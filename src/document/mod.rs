//! In-memory PDF document model built on `lopdf`.
//!
//! [`PdfDocument`] is the unit every PDF transform works on: load bytes,
//! mutate pages, save bytes. Nothing here performs I/O; all state lives in
//! the wrapped `lopdf::Document` until [`PdfDocument::save`].
//!
//! ## Why lopdf and not pdfium for surgery?
//!
//! pdfium is excellent at *drawing* pages but its editing surface is narrow
//! and it needs a native library at runtime. Page-tree surgery, resource
//! dictionaries, metadata and the standard security handler are all plain
//! object-graph edits, which lopdf exposes directly and which keep the
//! structural transforms pure Rust and testable without pdfium installed.
//!
//! Page indices are 0-based throughout this module.

pub(crate) mod draw;
pub mod fonts;
mod metadata;
mod pages;
mod security;

pub use draw::{EmbeddedImage, Rgb, TextOptions};
pub use fonts::StandardFont;
pub use metadata::Metadata;
pub use pages::PageRef;
pub use security::{Permissions, Printing};

use crate::error::BoardError;
use lopdf::{Dictionary, Document, Object, ObjectId, Stream};
use std::collections::HashMap;
use tracing::debug;

/// Attributes a page inherits from its ancestors in the page tree.
pub(crate) const INHERITABLE: [&[u8]; 4] = [b"MediaBox", b"CropBox", b"Resources", b"Rotate"];

/// US Letter, used when neither the page nor its ancestors carry a MediaBox.
const DEFAULT_MEDIA_BOX: (f32, f32) = (612.0, 792.0);

static NULL: Object = Object::Null;

/// A loaded, mutable PDF document.
pub struct PdfDocument {
    pub(crate) doc: Document,
    /// Standard fonts already embedded by [`PdfDocument::draw_text`].
    pub(crate) fonts: HashMap<StandardFont, ObjectId>,
}

impl PdfDocument {
    /// Parse `bytes` as a PDF.
    pub fn load(bytes: &[u8]) -> Result<Self, BoardError> {
        if !bytes.starts_with(b"%PDF") && !bytes.windows(5).take(1024).any(|w| w == b"%PDF-") {
            return Err(BoardError::pdf("missing %PDF header"));
        }
        let doc = Document::load_mem(bytes).map_err(BoardError::pdf)?;
        // Resolving the page tree up front turns a broken catalog into a
        // load error instead of a surprise in the first transform.
        doc.catalog().map_err(BoardError::pdf)?;
        debug!("Loaded PDF: {} pages, {} objects", doc.get_pages().len(), doc.objects.len());
        Ok(Self {
            doc,
            fonts: HashMap::new(),
        })
    }

    /// An empty document with a page tree and no pages.
    pub fn new() -> Self {
        let mut doc = Document::with_version("1.7");
        let pages_id = doc.new_object_id();
        doc.objects.insert(
            pages_id,
            Object::Dictionary(Dictionary::from_iter([
                ("Type", Object::Name(b"Pages".to_vec())),
                ("Kids", Object::Array(vec![])),
                ("Count", Object::Integer(0)),
            ])),
        );
        let catalog_id = doc.add_object(Dictionary::from_iter([
            ("Type", Object::Name(b"Catalog".to_vec())),
            ("Pages", Object::Reference(pages_id)),
        ]));
        doc.trailer.set("Root", Object::Reference(catalog_id));
        Self {
            doc,
            fonts: HashMap::new(),
        }
    }

    /// Serialise the document.
    pub fn save(mut self) -> Result<Vec<u8>, BoardError> {
        self.doc.prune_objects();
        let mut buf = Vec::new();
        self.doc
            .save_to(&mut buf)
            .map_err(|e| BoardError::Internal(format!("PDF serialisation failed: {}", e)))?;
        Ok(buf)
    }

    pub fn page_count(&self) -> usize {
        self.doc.get_pages().len()
    }

    /// Object ids of all pages, in page order.
    pub(crate) fn page_ids(&self) -> Vec<ObjectId> {
        self.doc.get_pages().into_values().collect()
    }

    pub(crate) fn page_id(&self, index: usize) -> Result<ObjectId, BoardError> {
        let ids = self.page_ids();
        ids.get(index).copied().ok_or(BoardError::PageOutOfRange {
            page: index + 1,
            total: ids.len(),
        })
    }

    /// Page size in points, `(width, height)`, from the (inherited) MediaBox.
    pub fn page_size(&self, index: usize) -> Result<(f32, f32), BoardError> {
        let page_id = self.page_id(index)?;
        let Some(mb) = self.inherited(page_id, b"MediaBox") else {
            return Ok(DEFAULT_MEDIA_BOX);
        };
        let values: Vec<f32> = match self.resolve(&mb) {
            Object::Array(items) => items.iter().filter_map(|o| number(self.resolve(o))).collect(),
            _ => vec![],
        };
        match values.as_slice() {
            [x0, y0, x1, y1] => Ok(((x1 - x0).abs(), (y1 - y0).abs())),
            _ => Ok(DEFAULT_MEDIA_BOX),
        }
    }

    /// Page rotation in degrees, one of 0, 90, 180, 270.
    pub fn page_rotation(&self, index: usize) -> Result<u16, BoardError> {
        let page_id = self.page_id(index)?;
        let raw = self
            .inherited(page_id, b"Rotate")
            .and_then(|o| number(self.resolve(&o)))
            .unwrap_or(0.0);
        Ok(normalize_rotation(raw as f64))
    }

    /// Compose `delta` degrees with the page's current rotation.
    pub fn set_rotation(&mut self, index: usize, delta: i32) -> Result<u16, BoardError> {
        let current = self.page_rotation(index)?;
        let next = normalize_rotation(current as f64 + delta as f64);
        let page_id = self.page_id(index)?;
        self.page_dict_mut(page_id)?
            .set("Rotate", Object::Integer(i64::from(next)));
        Ok(next)
    }

    // ── Object helpers ────────────────────────────────────────────────────

    /// Follow references until a direct object is reached.
    pub(crate) fn resolve<'a>(&'a self, obj: &'a Object) -> &'a Object {
        let mut cur = obj;
        // Bounded: a reference loop in a malformed file must not hang us.
        for _ in 0..32 {
            match cur {
                Object::Reference(id) => match self.doc.get_object(*id) {
                    Ok(next) => cur = next,
                    Err(_) => return &NULL,
                },
                _ => return cur,
            }
        }
        &NULL
    }

    /// Look up `key` on the page, walking up `/Parent` links.
    pub(crate) fn inherited(&self, page_id: ObjectId, key: &[u8]) -> Option<Object> {
        let mut node = page_id;
        for _ in 0..64 {
            let dict = self.doc.get_dictionary(node).ok()?;
            if let Ok(value) = dict.get(key) {
                return Some(value.clone());
            }
            node = dict.get(b"Parent").and_then(Object::as_reference).ok()?;
        }
        None
    }

    pub(crate) fn page_dict_mut(
        &mut self,
        page_id: ObjectId,
    ) -> Result<&mut Dictionary, BoardError> {
        self.doc
            .get_dictionary_mut(page_id)
            .map_err(|e| BoardError::pdf(format!("page {:?}: {}", page_id, e)))
    }

    /// Id of the root `/Pages` node.
    pub(crate) fn pages_root(&self) -> Result<ObjectId, BoardError> {
        self.doc
            .catalog()
            .and_then(|c| c.get(b"Pages"))
            .and_then(Object::as_reference)
            .map_err(BoardError::pdf)
    }

    /// Append a blank page of the given size; returns its index.
    pub fn add_blank_page(&mut self, width: f32, height: f32) -> Result<usize, BoardError> {
        let content_id = self.doc.add_object(Stream::new(Dictionary::new(), Vec::new()));
        let page_id = self.doc.add_object(Dictionary::from_iter([
            ("Type", Object::Name(b"Page".to_vec())),
            (
                "MediaBox",
                Object::Array(vec![
                    Object::Integer(0),
                    Object::Integer(0),
                    Object::Real(width),
                    Object::Real(height),
                ]),
            ),
            ("Resources", Object::Dictionary(Dictionary::new())),
            ("Contents", Object::Reference(content_id)),
        ]));
        self.add_page(PageRef(page_id))?;
        Ok(self.page_count() - 1)
    }
}

impl Default for PdfDocument {
    fn default() -> Self {
        Self::new()
    }
}

/// Numeric value of an `Integer` or `Real` object.
pub(crate) fn number(obj: &Object) -> Option<f32> {
    match obj {
        Object::Integer(i) => Some(*i as f32),
        Object::Real(f) => Some(*f),
        _ => None,
    }
}

/// Round to the nearest multiple of 90 and wrap into `[0, 360)`.
pub fn normalize_rotation(degrees: f64) -> u16 {
    let quarter = (degrees / 90.0).round() as i64;
    (quarter * 90).rem_euclid(360) as u16
}

#[cfg(test)]
pub(crate) mod testutil {
    use super::*;
    use lopdf::content::{Content, Operation};

    /// A document with `n` Letter pages, each showing "Page k" in Helvetica.
    pub fn sample_pdf(n: usize) -> Vec<u8> {
        let mut doc = PdfDocument::new();
        for k in 1..=n {
            let idx = doc.add_blank_page(612.0, 792.0).unwrap();
            doc.draw_text(idx, &format!("Page {k}"), &TextOptions::at(72.0, 700.0)).unwrap();
        }
        doc.save().unwrap()
    }

    /// A document whose single page has an empty content stream.
    pub fn blank_pdf(n: usize) -> Vec<u8> {
        let mut doc = PdfDocument::new();
        for _ in 0..n {
            doc.add_blank_page(300.0, 400.0).unwrap();
        }
        doc.save().unwrap()
    }

    /// Page tree with MediaBox and Rotate set on the `/Pages` node only.
    pub fn inherited_attrs_pdf() -> Vec<u8> {
        let mut doc = Document::with_version("1.5");
        let pages_id = doc.new_object_id();
        let content = Content {
            operations: vec![Operation::new("BT", vec![]), Operation::new("ET", vec![])],
        };
        let content_id = doc.add_object(Stream::new(Dictionary::new(), content.encode().unwrap()));
        let page_id = doc.add_object(Dictionary::from_iter([
            ("Type", Object::Name(b"Page".to_vec())),
            ("Parent", Object::Reference(pages_id)),
            ("Contents", Object::Reference(content_id)),
        ]));
        doc.objects.insert(
            pages_id,
            Object::Dictionary(Dictionary::from_iter([
                ("Type", Object::Name(b"Pages".to_vec())),
                ("Kids", Object::Array(vec![Object::Reference(page_id)])),
                ("Count", Object::Integer(1)),
                (
                    "MediaBox",
                    Object::Array(vec![0.into(), 0.into(), 200.into(), 100.into()]),
                ),
                ("Rotate", Object::Integer(90)),
                ("Resources", Object::Dictionary(Dictionary::new())),
            ])),
        );
        let catalog_id = doc.add_object(Dictionary::from_iter([
            ("Type", Object::Name(b"Catalog".to_vec())),
            ("Pages", Object::Reference(pages_id)),
        ]));
        doc.trailer.set("Root", Object::Reference(catalog_id));
        let mut buf = Vec::new();
        doc.save_to(&mut buf).unwrap();
        buf
    }

    /// Open an encrypted PDF with `password`.
    ///
    /// Returns the `/P` permission value recorded in the encryption
    /// dictionary and the decrypted document.
    pub fn open_encrypted(bytes: &[u8], password: &str) -> (i64, lopdf::Document) {
        let mut doc = lopdf::Document::load_mem(bytes).unwrap();
        let p = {
            let dict = match doc.trailer.get(b"Encrypt").unwrap() {
                lopdf::Object::Reference(id) => doc.get_dictionary(*id).unwrap(),
                lopdf::Object::Dictionary(d) => d,
                other => panic!("unexpected /Encrypt entry: {other:?}"),
            };
            dict.get(b"P").unwrap().as_i64().unwrap()
        };
        doc.decrypt(password).unwrap();
        (p, doc)
    }
}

● ● ● ●

Write out every line in the data that holds the string "match".

        let values: Vec<f32> = match self.resolve(&mb) {
        match values.as_slice() {
            match cur {
                Object::Reference(id) => match self.doc.get_object(*id) {
    match obj {
            let dict = match doc.trailer.get(b"Encrypt").unwrap() {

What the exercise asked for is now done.